• **WHAT IS NEEDED**
Provide an exact repetition of every entry, with no word altered.
—————
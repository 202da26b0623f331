//! Shared domain types.
//!
//! These types are intentionally kept lightweight and serializable so they can be:
//!
//! - used in-memory during fitting and sweeps
//! - exported to JSON/CSV
//! - reloaded later for plotting or comparisons

use clap::ValueEnum;
use serde::{Deserialize, Serialize};

use crate::error::AppError;

/// One observed flux sample.
///
/// `flux` is a surface-averaged permeation flux (amount · m⁻² · s⁻¹). The sign
/// of the raw simulation output encodes direction, not magnitude; the fitter
/// works with `|flux|`.
#[derive(Debug, Clone, Copy, PartialEq, Serialize, Deserialize)]
pub struct FluxSample {
    pub time_s: f64,
    pub flux: f64,
}

/// An ordered flux transient, validated at construction:
///
/// - all values finite
/// - times non-negative and strictly increasing
///
/// Length is *not* constrained here; the fitter enforces its own minimum so a
/// too-short series fails at fit time with the dedicated error kind.
#[derive(Debug, Clone, PartialEq, Serialize, Deserialize)]
pub struct FluxSeries {
    samples: Vec<FluxSample>,
}

impl FluxSeries {
    pub fn new(samples: Vec<FluxSample>) -> Result<Self, AppError> {
        for (i, s) in samples.iter().enumerate() {
            if !(s.time_s.is_finite() && s.flux.is_finite()) {
                return Err(AppError::invalid_input(format!(
                    "Non-finite flux sample at index {i}."
                )));
            }
            if s.time_s < 0.0 {
                return Err(AppError::invalid_input(format!(
                    "Negative time at index {i} (t = {} s).",
                    s.time_s
                )));
            }
        }
        for w in samples.windows(2) {
            if w[1].time_s <= w[0].time_s {
                return Err(AppError::invalid_input(format!(
                    "Times must be strictly increasing (t = {} s followed by {} s).",
                    w[0].time_s, w[1].time_s
                )));
            }
        }
        Ok(Self { samples })
    }

    pub fn from_pairs(times_s: &[f64], flux: &[f64]) -> Result<Self, AppError> {
        if times_s.len() != flux.len() {
            return Err(AppError::invalid_input(format!(
                "Time and flux lengths differ ({} vs {}).",
                times_s.len(),
                flux.len()
            )));
        }
        let samples = times_s
            .iter()
            .zip(flux.iter())
            .map(|(&time_s, &flux)| FluxSample { time_s, flux })
            .collect();
        Self::new(samples)
    }

    pub fn samples(&self) -> &[FluxSample] {
        &self.samples
    }

    pub fn len(&self) -> usize {
        self.samples.len()
    }

    pub fn is_empty(&self) -> bool {
        self.samples.is_empty()
    }

    pub fn times(&self) -> Vec<f64> {
        self.samples.iter().map(|s| s.time_s).collect()
    }

    /// Flux magnitudes, as used by the fit objective.
    pub fn abs_flux(&self) -> Vec<f64> {
        self.samples.iter().map(|s| s.flux.abs()).collect()
    }

    pub fn max_abs_flux(&self) -> f64 {
        self.samples.iter().map(|s| s.flux.abs()).fold(0.0, f64::max)
    }

    /// Last observed flux magnitude (≈ steady state for a long transient).
    pub fn final_abs_flux(&self) -> Option<f64> {
        self.samples.last().map(|s| s.flux.abs())
    }
}

/// Fixed experiment geometry and driving pressure.
///
/// Both are held constant during fitting (they are known precisely from the
/// experiment setup and are deliberately *not* fit parameters).
#[derive(Debug, Clone, Copy, PartialEq, Serialize, Deserialize)]
pub struct Geometry {
    /// Salt layer thickness [m].
    pub thickness_m: f64,
    /// Upstream driving pressure [Pa].
    pub p_up_pa: f64,
}

/// Experiment conditions relevant to the reference correlations.
#[derive(Debug, Clone, Copy, PartialEq, Serialize, Deserialize)]
pub struct Conditions {
    /// Absolute temperature [K].
    pub temperature_k: f64,
}

/// Recovered effective transport coefficients plus fit diagnostics.
///
/// Solubility is *derived*, never fit: permeability and solubility are not
/// independent (permeability = diffusivity × solubility), so fitting all
/// three would be degenerate.
#[derive(Debug, Clone, Copy, PartialEq, Serialize, Deserialize)]
pub struct PermeationFit {
    /// Effective permeability [amount · m⁻¹ · s⁻¹ · Pa⁻¹].
    pub permeability: f64,
    /// Effective diffusivity [m² · s⁻¹].
    pub diffusivity: f64,
    /// Sum of squared flux residuals.
    pub sse: f64,
    /// Root mean squared flux residual.
    pub rmse: f64,
    /// Refinement iterations actually used.
    pub iterations: usize,
}

impl PermeationFit {
    /// Derived effective solubility [amount · m⁻³ · Pa⁻¹].
    pub fn solubility(&self) -> f64 {
        self.permeability / self.diffusivity
    }
}

/// Signed relative errors of the fitted properties against the reference
/// correlations, in percent.
///
/// Positive means the fitted value underestimates the reference; the same
/// reference-relative convention applies to all three quantities.
#[derive(Debug, Clone, Copy, PartialEq, Serialize, Deserialize)]
pub struct PropertyErrors {
    pub diffusivity_pct: f64,
    pub solubility_pct: f64,
    pub permeability_pct: f64,
}

impl PropertyErrors {
    pub fn get(&self, quantity: ErrorQuantity) -> f64 {
        match quantity {
            ErrorQuantity::Diffusivity => self.diffusivity_pct,
            ErrorQuantity::Solubility => self.solubility_pct,
            ErrorQuantity::Permeability => self.permeability_pct,
        }
    }
}

/// Which error surface to export/plot from a sweep.
#[derive(Debug, Clone, Copy, PartialEq, Eq, Serialize, Deserialize, ValueEnum)]
#[serde(rename_all = "lowercase")]
pub enum ErrorQuantity {
    Diffusivity,
    Solubility,
    Permeability,
}

impl ErrorQuantity {
    pub const ALL: [ErrorQuantity; 3] = [
        ErrorQuantity::Diffusivity,
        ErrorQuantity::Solubility,
        ErrorQuantity::Permeability,
    ];

    /// Human-readable label for plot captions and summaries.
    pub fn display_name(self) -> &'static str {
        match self {
            ErrorQuantity::Diffusivity => "Diffusivity",
            ErrorQuantity::Solubility => "Solubility",
            ErrorQuantity::Permeability => "Permeability",
        }
    }
}

/// How the sweep driver reacts to a per-point fit failure.
///
/// The reference workflow had no explicit handling here; we make the policy a
/// caller decision instead of silently swallowing failures.
#[derive(Debug, Clone, Copy, PartialEq, Eq, Serialize, Deserialize, ValueEnum)]
#[serde(rename_all = "lowercase")]
pub enum FailurePolicy {
    /// Abort the whole sweep with the first failing point's error.
    Fail,
    /// Mark the point missing, record the failure, and continue.
    Skip,
}

/// Which simulation variant a sweep directory tree is read from.
#[derive(Debug, Clone, Copy, PartialEq, Eq, Serialize, Deserialize, ValueEnum)]
pub enum SimDimension {
    #[serde(rename = "1d")]
    #[value(name = "1d")]
    OneD,
    #[serde(rename = "2d")]
    #[value(name = "2d")]
    TwoD,
}

impl SimDimension {
    /// Subdirectory name used by the simulation output layout.
    pub fn dir_name(self) -> &'static str {
        match self {
            SimDimension::OneD => "1d",
            SimDimension::TwoD => "2d",
        }
    }
}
—————
• **EXERCISE OUTPUT**
repository 202da26b0623f331
//! Shared domain types.
//!
//! These types are intentionally kept lightweight and serializable so they can be:
//!
//! - used in-memory during fitting and sweeps
//! - exported to JSON/CSV
//! - reloaded later for plotting or comparisons

use clap::ValueEnum;
use serde::{Deserialize, Serialize};

use crate::error::AppError;

/// One observed flux sample.
///
/// `flux` is a surface-averaged permeation flux (amount · m⁻² · s⁻¹). The sign
/// of the raw simulation output encodes direction, not magnitude; the fitter
/// works with `|flux|`.
#[derive(Debug, Clone, Copy, PartialEq, Serialize, Deserialize)]
pub struct FluxSample {
    pub time_s: f64,
    pub flux: f64,
}

/// An ordered flux transient, validated at construction:
///
/// - all values finite
/// - times non-negative and strictly increasing
///
/// Length is *not* constrained here; the fitter enforces its own minimum so a
/// too-short series fails at fit time with the dedicated error kind.
#[derive(Debug, Clone, PartialEq, Serialize, Deserialize)]
pub struct FluxSeries {
    samples: Vec<FluxSample>,
}

impl FluxSeries {
    pub fn new(samples: Vec<FluxSample>) -> Result<Self, AppError> {
        for (i, s) in samples.iter().enumerate() {
            if !(s.time_s.is_finite() && s.flux.is_finite()) {
                return Err(AppError::invalid_input(format!(
                    "Non-finite flux sample at index {i}."
                )));
            }
            if s.time_s < 0.0 {
                return Err(AppError::invalid_input(format!(
                    "Negative time at index {i} (t = {} s).",
                    s.time_s
                )));
            }
        }
        for w in samples.windows(2) {
            if w[1].time_s <= w[0].time_s {
                return Err(AppError::invalid_input(format!(
                    "Times must be strictly increasing (t = {} s followed by {} s).",
                    w[0].time_s, w[1].time_s
                )));
            }
        }
        Ok(Self { samples })
    }

    pub fn from_pairs(times_s: &[f64], flux: &[f64]) -> Result<Self, AppError> {
        if times_s.len() != flux.len() {
            return Err(AppError::invalid_input(format!(
                "Time and flux lengths differ ({} vs {}).",
                times_s.len(),
                flux.len()
            )));
        }
        let samples = times_s
            .iter()
            .zip(flux.iter())
            .map(|(&time_s, &flux)| FluxSample { time_s, flux })
            .collect();
        Self::new(samples)
    }

    pub fn samples(&self) -> &[FluxSample] {
        &self.samples
    }

    pub fn len(&self) -> usize {
        self.samples.len()
    }

    pub fn is_empty(&self) -> bool {
        self.samples.is_empty()
    }

    pub fn times(&self) -> Vec<f64> {
        self.samples.iter().map(|s| s.time_s).collect()
    }

    /// Flux magnitudes, as used by the fit objective.
    pub fn abs_flux(&self) -> Vec<f64> {
        self.samples.iter().map(|s| s.flux.abs()).collect()
    }

    pub fn max_abs_flux(&self) -> f64 {
        self.samples.iter().map(|s| s.flux.abs()).fold(0.0, f64::max)
    }

    /// Last observed flux magnitude (≈ steady state for a long transient).
    pub fn final_abs_flux(&self) -> Option<f64> {
        self.samples.last().map(|s| s.flux.abs())
    }
}

/// Fixed experiment geometry and driving pressure.
///
/// Both are held constant during fitting (they are known precisely from the
/// experiment setup and are deliberately *not* fit parameters).
#[derive(Debug, Clone, Copy, PartialEq, Serialize, Deserialize)]
pub struct Geometry {
    /// Salt layer thickness [m].
    pub thickness_m: f64,
    /// Upstream driving pressure [Pa].
    pub p_up_pa: f64,
}

/// Experiment conditions relevant to the reference correlations.
#[derive(Debug, Clone, Copy, PartialEq, Serialize, Deserialize)]
pub struct Conditions {
    /// Absolute temperature [K].
    pub temperature_k: f64,
}

/// Recovered effective transport coefficients plus fit diagnostics.
///
/// Solubility is *derived*, never fit: permeability and solubility are not
/// independent (permeability = diffusivity × solubility), so fitting all
/// three would be degenerate.
#[derive(Debug, Clone, Copy, PartialEq, Serialize, Deserialize)]
pub struct PermeationFit {
    /// Effective permeability [amount · m⁻¹ · s⁻¹ · Pa⁻¹].
    pub permeability: f64,
    /// Effective diffusivity [m² · s⁻¹].
    pub diffusivity: f64,
    /// Sum of squared flux residuals.
    pub sse: f64,
    /// Root mean squared flux residual.
    pub rmse: f64,
    /// Refinement iterations actually used.
    pub iterations: usize,
}

impl PermeationFit {
    /// Derived effective solubility [amount · m⁻³ · Pa⁻¹].
    pub fn solubility(&self) -> f64 {
        self.permeability / self.diffusivity
    }
}

/// Signed relative errors of the fitted properties against the reference
/// correlations, in percent.
///
/// Positive means the fitted value underestimates the reference; the same
/// reference-relative convention applies to all three quantities.
#[derive(Debug, Clone, Copy, PartialEq, Serialize, Deserialize)]
pub struct PropertyErrors {
    pub diffusivity_pct: f64,
    pub solubility_pct: f64,
    pub permeability_pct: f64,
}

impl PropertyErrors {
    pub fn get(&self, quantity: ErrorQuantity) -> f64 {
        match quantity {
            ErrorQuantity::Diffusivity => self.diffusivity_pct,
            ErrorQuantity::Solubility => self.solubility_pct,
            ErrorQuantity::Permeability => self.permeability_pct,
        }
    }
}

/// Which error surface to export/plot from a sweep.
#[derive(Debug, Clone, Copy, PartialEq, Eq, Serialize, Deserialize, ValueEnum)]
#[serde(rename_all = "lowercase")]
pub enum ErrorQuantity {
    Diffusivity,
    Solubility,
    Permeability,
}

impl ErrorQuantity {
    pub const ALL: [ErrorQuantity; 3] = [
        ErrorQuantity::Diffusivity,
        ErrorQuantity::Solubility,
        ErrorQuantity::Permeability,
    ];

    /// Human-readable label for plot captions and summaries.
    pub fn display_name(self) -> &'static str {
        match self {
            ErrorQuantity::Diffusivity => "Diffusivity",
            ErrorQuantity::Solubility => "Solubility",
            ErrorQuantity::Permeability => "Permeability",
        }
    }
}

/// How the sweep driver reacts to a per-point fit failure.
///
/// The reference workflow had no explicit handling here; we make the policy a
/// caller decision instead of silently swallowing failures.
#[derive(Debug, Clone, Copy, PartialEq, Eq, Serialize, Deserialize, ValueEnum)]
#[serde(rename_all = "lowercase")]
pub enum FailurePolicy {
    /// Abort the whole sweep with the first failing point's error.
    Fail,
    /// Mark the point missing, record the failure, and continue.
    Skip,
}

/// Which simulation variant a sweep directory tree is read from.
#[derive(Debug, Clone, Copy, PartialEq, Eq, Serialize, Deserialize, ValueEnum)]
pub enum SimDimension {
    #[serde(rename = "1d")]
    #[value(name = "1d")]
    OneD,
    #[serde(rename = "2d")]
    #[value(name = "2d")]
    TwoD,
}

impl SimDimension {
    /// Subdirectory name used by the simulation output layout.
    pub fn dir_name(self) -> &'static str {
        match self {
            SimDimension::OneD => "1d",
            SimDimension::TwoD => "2d",
        }
    }
}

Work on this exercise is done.